Your instructions:
Copy each line containing the word "price" from the records that follow, please.

----- Recorded information

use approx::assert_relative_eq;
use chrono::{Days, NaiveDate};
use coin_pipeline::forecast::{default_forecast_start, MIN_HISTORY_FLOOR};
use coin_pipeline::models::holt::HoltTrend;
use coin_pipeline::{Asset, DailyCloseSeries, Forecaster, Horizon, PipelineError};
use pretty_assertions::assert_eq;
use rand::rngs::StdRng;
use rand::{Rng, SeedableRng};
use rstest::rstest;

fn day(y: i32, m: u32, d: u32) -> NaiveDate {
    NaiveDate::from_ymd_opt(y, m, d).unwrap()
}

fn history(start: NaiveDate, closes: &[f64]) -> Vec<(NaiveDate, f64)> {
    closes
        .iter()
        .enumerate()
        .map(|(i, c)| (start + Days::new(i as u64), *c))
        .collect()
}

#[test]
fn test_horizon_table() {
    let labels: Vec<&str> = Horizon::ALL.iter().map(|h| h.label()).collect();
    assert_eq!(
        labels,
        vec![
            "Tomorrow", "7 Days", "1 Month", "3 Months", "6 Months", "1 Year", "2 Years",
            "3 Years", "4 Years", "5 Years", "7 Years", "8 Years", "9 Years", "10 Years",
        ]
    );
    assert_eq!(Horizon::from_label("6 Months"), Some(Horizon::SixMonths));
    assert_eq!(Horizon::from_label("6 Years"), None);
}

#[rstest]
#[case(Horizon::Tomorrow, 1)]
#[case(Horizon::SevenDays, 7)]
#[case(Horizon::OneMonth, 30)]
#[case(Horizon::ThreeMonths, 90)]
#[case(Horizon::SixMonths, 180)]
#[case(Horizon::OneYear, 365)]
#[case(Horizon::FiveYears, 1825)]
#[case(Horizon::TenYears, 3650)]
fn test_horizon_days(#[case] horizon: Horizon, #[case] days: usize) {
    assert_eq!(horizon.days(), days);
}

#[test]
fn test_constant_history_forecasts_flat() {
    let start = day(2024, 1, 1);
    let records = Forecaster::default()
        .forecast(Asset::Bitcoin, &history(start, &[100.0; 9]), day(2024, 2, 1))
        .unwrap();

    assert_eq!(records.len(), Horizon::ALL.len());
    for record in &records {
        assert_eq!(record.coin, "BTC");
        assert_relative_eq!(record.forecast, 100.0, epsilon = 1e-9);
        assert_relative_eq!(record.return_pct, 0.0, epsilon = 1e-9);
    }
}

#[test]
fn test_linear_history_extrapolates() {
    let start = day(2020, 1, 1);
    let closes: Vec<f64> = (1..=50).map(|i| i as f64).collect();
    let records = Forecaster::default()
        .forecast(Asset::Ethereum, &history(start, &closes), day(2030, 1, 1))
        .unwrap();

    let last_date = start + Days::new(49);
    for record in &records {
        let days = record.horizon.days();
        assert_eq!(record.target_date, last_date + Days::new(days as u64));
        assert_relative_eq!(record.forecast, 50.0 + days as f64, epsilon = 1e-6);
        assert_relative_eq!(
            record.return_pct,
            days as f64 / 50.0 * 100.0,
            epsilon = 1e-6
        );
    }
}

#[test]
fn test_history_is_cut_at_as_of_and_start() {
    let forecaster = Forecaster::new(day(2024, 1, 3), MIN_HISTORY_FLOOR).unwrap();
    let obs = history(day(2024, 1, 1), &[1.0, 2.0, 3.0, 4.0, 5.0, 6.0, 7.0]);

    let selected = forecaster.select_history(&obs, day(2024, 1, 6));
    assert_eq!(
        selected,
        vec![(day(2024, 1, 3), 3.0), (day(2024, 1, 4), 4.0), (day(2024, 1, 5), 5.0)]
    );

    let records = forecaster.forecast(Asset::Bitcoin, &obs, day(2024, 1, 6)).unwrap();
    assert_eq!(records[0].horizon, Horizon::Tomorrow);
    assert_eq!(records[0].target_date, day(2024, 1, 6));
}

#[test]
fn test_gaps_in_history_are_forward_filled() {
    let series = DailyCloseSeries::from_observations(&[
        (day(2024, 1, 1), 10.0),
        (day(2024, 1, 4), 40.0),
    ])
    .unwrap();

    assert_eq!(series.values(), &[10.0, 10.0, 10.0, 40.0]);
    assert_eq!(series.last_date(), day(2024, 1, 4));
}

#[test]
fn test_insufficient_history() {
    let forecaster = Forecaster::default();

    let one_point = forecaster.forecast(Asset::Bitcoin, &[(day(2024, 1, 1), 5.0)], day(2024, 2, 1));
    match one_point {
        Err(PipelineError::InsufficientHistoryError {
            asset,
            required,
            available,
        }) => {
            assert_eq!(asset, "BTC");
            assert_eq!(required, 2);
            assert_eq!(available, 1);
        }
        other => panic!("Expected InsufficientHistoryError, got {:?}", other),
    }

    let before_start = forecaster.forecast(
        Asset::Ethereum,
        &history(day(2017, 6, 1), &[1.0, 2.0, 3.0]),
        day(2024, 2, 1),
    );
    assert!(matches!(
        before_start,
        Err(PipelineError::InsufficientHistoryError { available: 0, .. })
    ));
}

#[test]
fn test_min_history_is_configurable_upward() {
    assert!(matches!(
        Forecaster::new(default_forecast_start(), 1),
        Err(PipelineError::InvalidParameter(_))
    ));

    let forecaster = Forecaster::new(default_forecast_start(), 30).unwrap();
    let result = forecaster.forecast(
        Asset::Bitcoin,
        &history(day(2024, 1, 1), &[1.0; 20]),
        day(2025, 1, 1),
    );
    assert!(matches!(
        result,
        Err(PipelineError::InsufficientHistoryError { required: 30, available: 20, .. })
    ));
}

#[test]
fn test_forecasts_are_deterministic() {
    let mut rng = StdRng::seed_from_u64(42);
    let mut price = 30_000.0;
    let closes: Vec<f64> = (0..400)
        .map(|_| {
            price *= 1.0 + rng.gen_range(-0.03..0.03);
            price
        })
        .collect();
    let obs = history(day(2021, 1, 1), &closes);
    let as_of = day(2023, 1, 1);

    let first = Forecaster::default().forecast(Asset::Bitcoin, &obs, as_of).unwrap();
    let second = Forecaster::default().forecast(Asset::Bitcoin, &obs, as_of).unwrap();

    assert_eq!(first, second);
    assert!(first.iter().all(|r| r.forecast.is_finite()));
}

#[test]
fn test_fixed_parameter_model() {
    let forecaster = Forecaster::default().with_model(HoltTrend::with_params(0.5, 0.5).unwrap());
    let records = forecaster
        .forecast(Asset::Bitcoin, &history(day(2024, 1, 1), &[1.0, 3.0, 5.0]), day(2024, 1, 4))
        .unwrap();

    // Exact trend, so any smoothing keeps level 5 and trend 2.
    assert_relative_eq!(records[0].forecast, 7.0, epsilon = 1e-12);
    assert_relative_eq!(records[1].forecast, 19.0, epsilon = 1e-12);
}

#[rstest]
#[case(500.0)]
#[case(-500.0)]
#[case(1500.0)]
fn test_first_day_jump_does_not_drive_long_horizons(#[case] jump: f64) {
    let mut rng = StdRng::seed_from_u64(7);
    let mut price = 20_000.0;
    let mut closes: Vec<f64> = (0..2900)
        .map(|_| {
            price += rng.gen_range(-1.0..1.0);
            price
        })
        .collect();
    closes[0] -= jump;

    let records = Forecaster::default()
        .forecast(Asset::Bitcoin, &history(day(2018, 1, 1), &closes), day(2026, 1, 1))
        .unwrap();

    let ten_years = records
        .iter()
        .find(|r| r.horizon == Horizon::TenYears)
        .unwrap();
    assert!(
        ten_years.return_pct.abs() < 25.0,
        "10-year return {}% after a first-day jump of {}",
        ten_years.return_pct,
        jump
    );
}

----------

Solved exercise:
    let mut price = 30_000.0;
            price *= 1.0 + rng.gen_range(-0.03..0.03);
            price
    let mut price = 20_000.0;
            price += rng.gen_range(-1.0..1.0);
            price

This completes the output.